Em março, a CONAQ, em comemoração ao mês da mulher, iniciou uma campanha de conscientização e enfrentamento à violência de gênero com as hashtags “Quando uma mulher quilombola tomba, o quilombo se levanta com ela” e “nenhuma quilombola a menos”. Com conteúdos publicados semanalmente e em diversos formatos, a iniciativa evidencia o protagonismo das mulheres na luta coletiva pela defesa dos direitos, mas também denuncia as violências e negligências as quais as mesmas são expostas diariamente pela sociedade e pelo próprio estado.
Na segunda semana, o conteúdo esteve voltado à exibição do filme/documentário “Cafuné”, o evento, realizado na última quinta-feira(12), no Instituto Cervantes, em Brasília, reuniu um público diverso para dialogar sobre a proteção e o autocuidado das mulheres quilombolas que estão na linha de frente da defesa dos territórios. Aparecida Ribeiro de Sousa, também chamada carinhosamente de Cida Sousa, Coordenadora do Coletivo de Mulheres da CONAQ, falou sobre a importância do então momento: “Trazer o “Cafuné” para esse público hoje, é muito importante, porque ele retrata a nossa realidade enquanto mulheres quilombolas. É um documentário muito forte porque pra nós, às vezes é muito difícil expressar os nossos sentimentos, mas quando a gente se reúne ali, para gravar em coletivo, com muito acolhimento, nós conseguimos externalizar as nossas dores”.

Foto: Pedro Garcês/CONAQ
O encontro contou com a presença de representantes de instituições públicas e privadas, parceiros e apoiadores do projeto, além de lideranças quilombolas e defensoras de direitos humanos.

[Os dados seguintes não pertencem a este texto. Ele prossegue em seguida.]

//! Answer collection: the fixed interview, a terminal collector and an answers file
//! loader for non-interactive runs.

use std::fs;
use std::io::{BufRead, Write};
use std::path::Path;

use anyhow::{Context, Result, anyhow, bail};
use serde_json::{Map, Value};
use tracing::debug;

use crate::core::types::{AnswersRecord, Framework};

pub const GREETING: &str = "Out of the box I include Polymer Starter Kit";

#[derive(Debug, Clone, Copy, PartialEq, Eq)]
pub enum QuestionKind {
    Text,
    Confirm { default: bool },
    Checkbox { choices: &'static [Framework] },
}

/// One interview question. `name` is also the answers-file key.
#[derive(Debug, Clone, Copy, PartialEq, Eq)]
pub struct Question {
    pub name: &'static str,
    pub message: &'static str,
    pub kind: QuestionKind,
}

impl Question {
    /// Value used when the user gives no answer. `None` means the answer is required.
    fn default_value(&self) -> Option<Value> {
        match self.kind {
            QuestionKind::Text => None,
            QuestionKind::Confirm { default } => Some(Value::Bool(default)),
            QuestionKind::Checkbox { .. } => Some(Value::Array(Vec::new())),
        }
    }
}

/// The interview, in the order it is asked.
pub const QUESTIONS: &[Question] = &[
    Question {
        name: "appName",
        message: "What is the name of your app?",
        kind: QuestionKind::Text,
    },
    Question {
        name: "useFirebase",
        message: "Add Firebase integration?",
        kind: QuestionKind::Confirm { default: false },
    },
    Question {
        name: "frameworks",
        message: "Framework integrations?",
        kind: QuestionKind::Checkbox {
            choices: &Framework::ALL,
        },
    },
    Question {
        name: "useGWC",
        message: "Use Google Web Components?",
        kind: QuestionKind::Confirm { default: true },
    },
    Question {
        name: "useAnalytics",
        message: "Add Google Analytics?",
        kind: QuestionKind::Confirm { default: true },
    },
    Question {
        name: "includeWCT",
        message: "Would you like to include web-component-tester?",
        kind: QuestionKind::Confirm { default: true },
    },
    Question {
        name: "includeRecipes",
        message: "Would you like to include recipe docs?",
        kind: QuestionKind::Confirm { default: false },
    },
];

/// Anything that can produce an answers record.
pub trait AnswerSource {
    fn collect(&mut self) -> Result<AnswersRecord>;
}

/// Asks the interview over a line-oriented terminal.
pub struct TerminalCollector<R, W> {
    input: R,
    output: W,
}

impl<R: BufRead, W: Write> TerminalCollector<R, W> {
    pub fn new(input: R, output: W) -> Self {
        Self { input, output }
    }

    fn ask(&mut self, question: &Question) -> Result<Value> {
        if let QuestionKind::Checkbox { choices } = question.kind {
            writeln!(self.output, "? {}", question.message)?;
            for (idx, choice) in choices.iter().enumerate() {
                writeln!(self.output, "  {}) {}", idx + 1, choice)?;
            }
        }

        loop {
            match question.kind {
                QuestionKind::Text => write!(self.output, "? {} ", question.message)?,
                QuestionKind::Confirm { default } => {
                    let hint = if default { "(Y/n)" } else { "(y/N)" };
                    write!(self.output, "? {} {hint} ", question.message)?;
                }
                QuestionKind::Checkbox { .. } => {
                    write!(self.output, "  select (names or numbers, empty for none): ")?;
                }
            }
            self.output.flush()?;

            let line = self.read_line(question.name)?;
            let reply = line.trim();
            let parsed = match question.kind {
                QuestionKind::Text => Some(Value::String(reply.to_string())),
                QuestionKind::Confirm { default } => parse_confirm(reply, default).map(Value::Bool),
                QuestionKind::Checkbox { choices } => parse_checkbox(reply, choices).map(|set| {
                    Value::Array(
                        set.into_iter()
                            .map(|f| Value::String(f.as_str().to_string()))
                            .collect(),
                    )
                }),
            };

            match parsed {
                Some(value) => return Ok(value),
                None => writeln!(self.output, ">> Please enter a valid answer")?,
            }
        }
    }

    fn read_line(&mut self, name: &str) -> Result<String> {
        let mut line = String::new();
        let n = self
            .input
            .read_line(&mut line)
            .with_context(|| format!("read answer for {name}"))?;
        if n == 0 {
            bail!("input closed before `{name}` was answered");
        }
        Ok(line)
    }
}

impl<R: BufRead, W: Write> AnswerSource for TerminalCollector<R, W> {
    fn collect(&mut self) -> Result<AnswersRecord> {
        writeln!(self.output, "{GREETING}")?;
        let mut values = Map::new();
        for question in QUESTIONS {
            let value = self.ask(question)?;
            debug!(question = question.name, answer = %value, "answered");
            values.insert(question.name.to_string(), value);
        }
        into_record(values)
    }
}

fn parse_confirm(reply: &str, default: bool) -> Option<bool> {
    match reply.to_ascii_lowercase().as_str() {
        "" => Some(default),
        "y" | "yes" => Some(true),
        "n" | "no" => Some(false),
        _ => None,
    }
}

/// Parse a comma/space separated list of choice names or 1-based indices.
fn parse_checkbox(reply: &str, choices: &[Framework]) -> Option<Vec<Framework>> {
    let mut selected = Vec::new();
    for token in reply
        .split(|ch: char| ch == ',' || ch.is_whitespace())
        .filter(|t| !t.is_empty())
    {
        let choice = match token.parse::<usize>() {
            Ok(idx) => choices.get(idx.checked_sub(1)?).copied(),
            Err(_) => Framework::from_name(token).filter(|f| choices.contains(f)),
        }?;
        if !selected.contains(&choice) {
            selected.push(choice);
        }
    }
    Some(selected)
}

/// Reads answers from a TOML file keyed by question name.
///
/// Absent keys take the interview defaults; `appName` is required.
pub struct FileAnswers<'a> {
    path: &'a Path,
}

impl<'a> FileAnswers<'a> {
    pub fn new(path: &'a Path) -> Self {
        Self { path }
    }
}

impl AnswerSource for FileAnswers<'_> {
    fn collect(&mut self) -> Result<AnswersRecord> {
        load_answers(self.path)
    }
}

/// Load an answers file (see [`FileAnswers`]).
pub fn load_answers(path: &Path) -> Result<AnswersRecord> {
    let contents = fs::read_to_string(path).with_context(|| format!("read {}", path.display()))?;
    parse_answers(&contents).with_context(|| format!("parse answers {}", path.display()))
}

/// Parse answers from TOML text, filling defaults.
pub fn parse_answers(contents: &str) -> Result<AnswersRecord> {
    let table: toml::Table = toml::from_str(contents).context("parse toml")?;

    if let Some(unknown) = table
        .keys()
        .find(|key| !QUESTIONS.iter().any(|q| q.name == key.as_str()))
    {
        bail!("unknown answer `{unknown}`");
    }

    let mut values = Map::new();
    for question in QUESTIONS {
        let value = match table.get(question.name) {
            Some(value) => serde_json::to_value(value)
                .with_context(|| format!("convert answer `{}`", question.name))?,
            None => question
                .default_value()
                .ok_or_else(|| anyhow!("missing required answer `{}`", question.name))?,
        };
        values.insert(question.name.to_string(), value);
    }
    into_record(values)
}

fn into_record(values: Map<String, Value>) -> Result<AnswersRecord> {
    serde_json::from_value(Value::Object(values)).context("decode answers")
}
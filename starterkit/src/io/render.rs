//! Template rendering for project files.

use anyhow::{Context as _, Result};
use minijinja::{AutoEscape, Environment};

use crate::core::types::Context;

/// Template engine wrapper around minijinja.
///
/// Output is written to disk as-is: no HTML escaping, trailing newlines kept.
pub struct Renderer {
    env: Environment<'static>,
}

impl Renderer {
    pub fn new() -> Self {
        let mut env = Environment::new();
        env.set_auto_escape_callback(|_| AutoEscape::None);
        env.set_keep_trailing_newline(true);
        Self { env }
    }

    /// Render `source` (named `name` in error messages) against the full context.
    pub fn render(&self, name: &str, source: &str, context: &Context) -> Result<String> {
        self.env
            .render_named_str(name, source, context)
            .with_context(|| format!("render template {name}"))
    }
}

impl Default for Renderer {
    fn default() -> Self {
        Self::new()
    }
}

#[cfg(test)]
mod tests {
    use super::*;

    fn context() -> Context {
        Context {
            app_name: "my-cool-app".to_string(),
            human_app_name: "My Cool App".to_string(),
            use_react: true,
            use_angular: false,
            use_backbone: false,
            use_gwc: false,
            use_analytics: true,
            use_firebase: false,
            include_wct: false,
            include_recipes: false,
        }
    }

    #[test]
    fn renders_context_fields() {
        let out = Renderer::new()
            .render(
                "_README.md",
                "# {{ humanAppName }}\n{% if useReact %}react{% endif %}{% if useAngular %}angular{% endif %}\n",
                &context(),
            )
            .expect("render");
        assert_eq!(out, "# My Cool App\nreact\n");
    }

    #[test]
    fn html_is_not_escaped() {
        let out = Renderer::new()
            .render("index.html", "<title>{{ humanAppName }} & co</title>", &context())
            .expect("render");
        assert_eq!(out, "<title>My Cool App & co</title>");
    }

    #[test]
    fn template_errors_name_the_file() {
        let err = Renderer::new()
            .render("_package.json", "{% if %}", &context())
            .unwrap_err();
        assert!(err.to_string().contains("_package.json"));
    }
}
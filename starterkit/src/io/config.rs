//! Generator configuration, read from `starterkit.toml`.

use std::fs;
use std::path::Path;
use std::time::Duration;

use anyhow::{Context, Result, anyhow};
use serde::{Deserialize, Serialize};
use tracing::debug;

/// Config file picked up from the working directory when `--config` is absent.
pub const DEFAULT_CONFIG_FILE: &str = "starterkit.toml";

/// Generator configuration (TOML).
///
/// Missing fields default to the behaviour of a stock install.
#[derive(Debug, Clone, Serialize, Deserialize, PartialEq, Eq, Default)]
#[serde(default)]
pub struct GeneratorConfig {
    pub installer: InstallerConfig,
}

#[derive(Debug, Clone, Serialize, Deserialize, PartialEq, Eq)]
#[serde(default)]
pub struct InstallerConfig {
    /// Commands run in order inside the generated project (e.g. `["npm","install"]`).
    pub commands: Vec<Vec<String>>,

    /// Optional wall-clock limit per command, in seconds. Unset means wait as long as the
    /// package manager runs.
    #[serde(skip_serializing_if = "Option::is_none")]
    pub timeout_secs: Option<u64>,

    /// Trailing stderr bytes kept for the failure message.
    pub stderr_tail_bytes: usize,
}

impl Default for InstallerConfig {
    fn default() -> Self {
        Self {
            commands: vec![
                vec!["npm".to_string(), "install".to_string()],
                vec!["bower".to_string(), "install".to_string()],
            ],
            timeout_secs: None,
            stderr_tail_bytes: 2_000,
        }
    }
}

impl InstallerConfig {
    pub fn timeout(&self) -> Option<Duration> {
        self.timeout_secs.map(Duration::from_secs)
    }

    /// Shell-style summary of the configured commands, e.g. `npm install && bower install`.
    pub fn command_line(&self) -> String {
        self.commands
            .iter()
            .map(|cmd| cmd.join(" "))
            .collect::<Vec<_>>()
            .join(" && ")
    }
}

impl GeneratorConfig {
    pub fn validate(&self) -> Result<()> {
        let installer = &self.installer;
        if installer.timeout_secs == Some(0) {
            return Err(anyhow!("installer.timeout_secs must be > 0 when set"));
        }
        if installer.stderr_tail_bytes == 0 {
            return Err(anyhow!("installer.stderr_tail_bytes must be > 0"));
        }
        for (idx, cmd) in installer.commands.iter().enumerate() {
            if cmd.first().is_none_or(|program| program.trim().is_empty()) {
                return Err(anyhow!(
                    "installer.commands[{idx}] must be a non-empty array with a program"
                ));
            }
        }
        Ok(())
    }
}

/// Load config from a TOML file.
///
/// If the file is missing, returns `GeneratorConfig::default()`.
pub fn load_config(path: &Path) -> Result<GeneratorConfig> {
    if !path.exists() {
        debug!(path = %path.display(), "config missing, using defaults");
        let cfg = GeneratorConfig::default();
        cfg.validate()?;
        return Ok(cfg);
    }
    let contents = fs::read_to_string(path).with_context(|| format!("read {}", path.display()))?;
    let cfg: GeneratorConfig =
        toml::from_str(&contents).with_context(|| format!("parse {}", path.display()))?;
    cfg.validate()
        .with_context(|| format!("invalid config {}", path.display()))?;
    debug!(path = %path.display(), commands = cfg.installer.commands.len(), "config loaded");
    Ok(cfg)
}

Após a exibição, o momento seguiu com uma roda de conversa composta por Élida Lauris, Secretária Nacional de Promoção e Defesa dos Direitos Humanos, e as Lideranças Quilombolas Defensoras de Direitos: Bia Nunes (RJ), Rosária Ribeiro (MG) e Maria José (PA).

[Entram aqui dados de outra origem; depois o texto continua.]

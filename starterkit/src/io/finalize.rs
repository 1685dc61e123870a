//! Post-materialization cleanup.

use std::path::PathBuf;

use anyhow::Result;
use tracing::{info, warn};

use super::materialize::{Applied, Materializer};
use crate::core::rules::{Action, FINALIZE_RULES, plan};
use crate::core::types::Context;

/// Outcome of one cleanup rule.
#[derive(Debug)]
pub enum Cleanup {
    Removed(PathBuf),
    Absent(PathBuf),
    /// The rule failed; the error is reported, not propagated.
    Failed { path: PathBuf, error: anyhow::Error },
}

/// Run the cleanup rules (drop the Firebase deploy task when Firebase is off).
///
/// Every rule is best-effort: failures are logged and collected so generation can
/// carry on to the installer.
pub fn finalize(materializer: &Materializer<'_>, context: &Context) -> Vec<Cleanup> {
    let mut results = Vec::new();
    for planned in plan(FINALIZE_RULES, context) {
        if planned.action == Action::Skip {
            continue;
        }
        let path = PathBuf::from(planned.op.dest);
        let result: Result<Applied> = materializer.apply(&planned.op, context);
        let cleanup = match result {
            Ok(Applied::Removed(path)) => {
                info!(path = %path.display(), "removed");
                Cleanup::Removed(path)
            }
            Ok(_) => Cleanup::Absent(path),
            Err(error) => {
                warn!(path = %path.display(), error = %format!("{error:#}"), "cleanup failed, continuing");
                Cleanup::Failed { path, error }
            }
        };
        results.push(cleanup);
    }
    results
}

#[cfg(test)]
mod tests {
    use std::fs;

    use super::*;
    use crate::core::rules::FIREBASE_DEPLOY_TASK;
    use crate::test_support::{TemplateFixture, context};

    fn seed_task(dest: &std::path::Path) -> PathBuf {
        let task = dest.join(FIREBASE_DEPLOY_TASK);
        fs::create_dir_all(task.parent().expect("parent")).expect("mkdir");
        fs::write(&task, "module.exports = {};\n").expect("write task");
        task
    }

    #[test]
    fn removes_firebase_task_without_firebase() {
        let fixture = TemplateFixture::new().expect("fixture");
        let dest = tempfile::tempdir().expect("tempdir");
        let task = seed_task(dest.path());

        let results = finalize(&Materializer::new(fixture.tree(), dest.path()), &context("app"));

        assert!(matches!(results.as_slice(), [Cleanup::Removed(_)]));
        assert!(!task.exists());
    }

    #[test]
    fn keeps_firebase_task_with_firebase() {
        let fixture = TemplateFixture::new().expect("fixture");
        let dest = tempfile::tempdir().expect("tempdir");
        let task = seed_task(dest.path());
        let mut ctx = context("app");
        ctx.use_firebase = true;

        let results = finalize(&Materializer::new(fixture.tree(), dest.path()), &ctx);

        assert!(results.is_empty());
        assert!(task.is_file());
    }

    #[test]
    fn removal_failure_is_reported_not_raised() {
        let fixture = TemplateFixture::new().expect("fixture");
        let dest = tempfile::tempdir().expect("tempdir");
        // A directory where the task file should be cannot be removed as a file.
        fs::create_dir_all(dest.path().join(FIREBASE_DEPLOY_TASK)).expect("mkdir");

        let results = finalize(&Materializer::new(fixture.tree(), dest.path()), &context("app"));

        assert!(matches!(results.as_slice(), [Cleanup::Failed { .. }]));
    }
}
//! Project scaffolder for Polymer Starter Kit Plus.
//!
//! A short interview produces an answers record; the answers resolve into an
//! immutable [`core::types::Context`]; a fixed rule table then copies, renders and
//! rewrites files from the bundled template tree into a destination directory.
//!
//! - **[`core`]**: Pure, deterministic logic (name normalization, context
//!   resolution, the rule table and content transforms). No I/O.
//! - **[`io`]**: Side-effecting operations (answer collection, rendering, file
//!   copies, cleanup, installer processes).
//!
//! Orchestration modules ([`generate`], [`plan`]) tie the two together for the
//! CLI.

pub mod core;
pub mod exit_codes;
pub mod generate;
pub mod io;
pub mod logging;
pub mod plan;
#[cfg(any(test, feature = "test-support"))]
pub mod test_support;
//! App name normalization.

/// Separator placed between slug words.
pub const SEPARATOR: char = '-';

fn is_identifier_char(ch: char) -> bool {
    ch.is_ascii_lowercase() || ch.is_ascii_digit() || ch == '_'
}

/// Lowercase `input` and collapse every run of non-identifier characters into a
/// single [`SEPARATOR`], trimming separators from both ends.
///
/// Identifier characters are ASCII letters, digits and `_`. Total over all input;
/// the empty string maps to the empty string.
pub fn slugify(input: &str) -> String {
    let mut slug = String::with_capacity(input.len());
    let mut pending_separator = false;

    for ch in input.chars().map(|ch| ch.to_ascii_lowercase()) {
        if is_identifier_char(ch) {
            if pending_separator && !slug.is_empty() {
                slug.push(SEPARATOR);
            }
            pending_separator = false;
            slug.push(ch);
        } else {
            pending_separator = true;
        }
    }

    slug
}

/// Turn a slug back into a display title: `my-cool_app` becomes `My Cool App`.
pub fn humanize(slug: &str) -> String {
    slug.split([SEPARATOR, '_'])
        .filter(|word| !word.is_empty())
        .map(capitalize)
        .collect::<Vec<_>>()
        .join(" ")
}

fn capitalize(word: &str) -> String {
    let mut chars = word.chars();
    match chars.next() {
        Some(first) => first.to_uppercase().chain(chars).collect(),
        None => String::new(),
    }
}

#[cfg(test)]
mod tests {
    use super::*;

    #[test]
    fn slugify_collapses_punctuation_and_spaces() {
        assert_eq!(slugify("My Cool App!"), "my-cool-app");
        assert_eq!(slugify("  --Hello,   World--  "), "hello-world");
        assert_eq!(slugify("snake_case name"), "snake_case-name");
    }

    #[test]
    fn slugify_treats_non_ascii_as_separator() {
        assert_eq!(slugify("Café Bar"), "caf-bar");
        assert_eq!(slugify("日本"), "");
    }

    #[test]
    fn slugify_empty_is_empty() {
        assert_eq!(slugify(""), "");
        assert_eq!(slugify("!!!"), "");
    }

    #[test]
    fn humanize_capitalizes_each_word() {
        assert_eq!(humanize("my-cool-app"), "My Cool App");
        assert_eq!(humanize("snake_case-name"), "Snake Case Name");
        assert_eq!(humanize("app2"), "App2");
        assert_eq!(humanize(""), "");
    }
}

Durante o diálogo, elas compartilharam experiências sobre os desafios enfrentados em seus territórios e destacaram a importância de existir um espaço coletivo para falar sobre violência de gênero, proteção e estratégias de enfrentamento.

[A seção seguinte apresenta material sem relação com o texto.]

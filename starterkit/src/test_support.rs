//! Test-only helpers: answer/context builders, a minimal template tree and a
//! scripted installer.

use std::cell::RefCell;
use std::collections::BTreeSet;
use std::fs;
use std::io::Write;
use std::path::Path;

use anyhow::{Result, anyhow};
use tempfile::TempDir;

use crate::core::resolver::resolve;
use crate::core::types::{AnswersRecord, Context};
use crate::io::answers::AnswerSource;
use crate::io::installer::{InstallOutcome, InstallRequest, Installer};
use crate::io::templates::TemplateTree;

/// Answers with every flag off and no frameworks.
pub fn answers(app_name: &str) -> AnswersRecord {
    AnswersRecord {
        app_name: app_name.to_string(),
        use_firebase: false,
        frameworks: BTreeSet::new(),
        use_gwc: false,
        use_analytics: false,
        include_wct: false,
        include_recipes: false,
    }
}

/// Context resolved from [`answers`].
pub fn context(app_name: &str) -> Context {
    resolve(&answers(app_name))
}

/// Answer source returning a fixed record.
pub struct FixedAnswers(pub AnswersRecord);

impl AnswerSource for FixedAnswers {
    fn collect(&mut self) -> Result<AnswersRecord> {
        Ok(self.0.clone())
    }
}

const FIXTURE_FILES: &[(&str, &str)] = &[
    (".editorconfig", "root = true\n"),
    (".gitattributes", "* text=auto\n"),
    (".gitignore", "node_modules\n"),
    ("config/dev.json", "{}\n"),
    ("app.yaml", "runtime: python27\n"),
    (".jscsrc", "{}\n"),
    (".jshintrc", "{}\n"),
    (".stylelintrc.json", "{}\n"),
    (
        "_bower.json",
        "{\n  \"name\": \"fixture\",\n  \"devDependencies\": {\n    \"web-component-tester\": \"^4.0.0\",\n    \"test-fixture\": \"^1.0.0\"\n  }\n}\n",
    ),
    (
        "gulpfile.js",
        "var gulp = require('gulp');\nrequire('web-component-tester').gulp.init(gulp);\n",
    ),
    ("LICENSE.md", "license\n"),
    ("_package.json", "{\"name\": \"{{ appName }}\"}\n"),
    ("_README.md", "# {{ humanAppName }}\n"),
    ("tasks/deploy-firebase.js", "module.exports = {};\n"),
    ("tasks/build.js", "module.exports = {};\n"),
    ("firebase.json", "{}\n"),
    ("wct.conf.json", "{}\n"),
    ("test/index.html", "<html></html>\n"),
    ("app/elements/elements.html", "<link rel=\"import\">\n"),
    ("app/images/.keep", ""),
    ("app-xtra/_index.html", "<title>{{ humanAppName }}</title>\n"),
    ("app-xtra/_manifest.json", "{\"name\": \"{{ humanAppName }}\"}\n"),
    ("docs/recipe.md", "# Recipe\n"),
];

/// A minimal template tree covering every source the rule table reads.
pub struct TemplateFixture {
    dir: TempDir,
}

impl TemplateFixture {
    pub fn new() -> Result<Self> {
        let dir = tempfile::tempdir()?;
        for (path, contents) in FIXTURE_FILES {
            let full = dir.path().join(path);
            if let Some(parent) = full.parent() {
                fs::create_dir_all(parent)?;
            }
            fs::write(full, contents)?;
        }
        Ok(Self { dir })
    }

    pub fn root(&self) -> &Path {
        self.dir.path()
    }

    pub fn tree(&self) -> TemplateTree<'_> {
        TemplateTree::Dir(self.dir.path())
    }
}

/// Installer that records requests and replays a fixed result.
pub struct ScriptedInstaller {
    fail: bool,
    requests: RefCell<Vec<InstallRequest>>,
}

impl ScriptedInstaller {
    pub fn succeeding() -> Self {
        Self {
            fail: false,
            requests: RefCell::new(Vec::new()),
        }
    }

    pub fn failing() -> Self {
        Self {
            fail: true,
            requests: RefCell::new(Vec::new()),
        }
    }

    pub fn requests(&self) -> Vec<InstallRequest> {
        self.requests.borrow().clone()
    }
}

impl Installer for ScriptedInstaller {
    fn install(&self, request: &InstallRequest, _out: &mut dyn Write) -> Result<InstallOutcome> {
        self.requests.borrow_mut().push(request.clone());
        if request.options.skip_install {
            return Ok(InstallOutcome::Skipped);
        }
        if self.fail {
            return Err(anyhow!("scripted installer failure"));
        }
        Ok(InstallOutcome::Installed)
    }
}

“…Existem varias maneiras de se matar uma mulher, a primeira delas, é quando ela vai pra vida pública, e a mulher quilombola esta exposta a esse tipo de morte, por causa da situação de violência nos quilombos, por causa do nível do patriarcado e a exposição a violência de gênero…Tanto que os dados sempre mostraram que nos casos de homicídios de mulheres quilombolas são 50% dos assassinatos comparados também aos conflitos fundiários, quando uma mulher quilombola, toma essa decisão e vai pra vida pública, ela já é afetada, tanto pelas ameaças da vida de liderança, quanto pela as ameaças da vida doméstica mesmo. Então a mulher quilombola pode morrer por muito mais razões”. Pontuou Élida.

Foto: Pedro Garcês/CONAQ
Nesse mês de março (e em todos os outros), não queremos apenas flores, queremos a garantia de continuarmos vivas! “Quando uma Mulher Quilombola Tomba o Quilombo se Levanta com Ela”. #NenhumaQuilombolaamenos! Parceiros do projeto: Instituto Ibirapitanga, Embaixada Espanhola, Global Witness, Bem-te-vi Diversidades e Embaixada da França.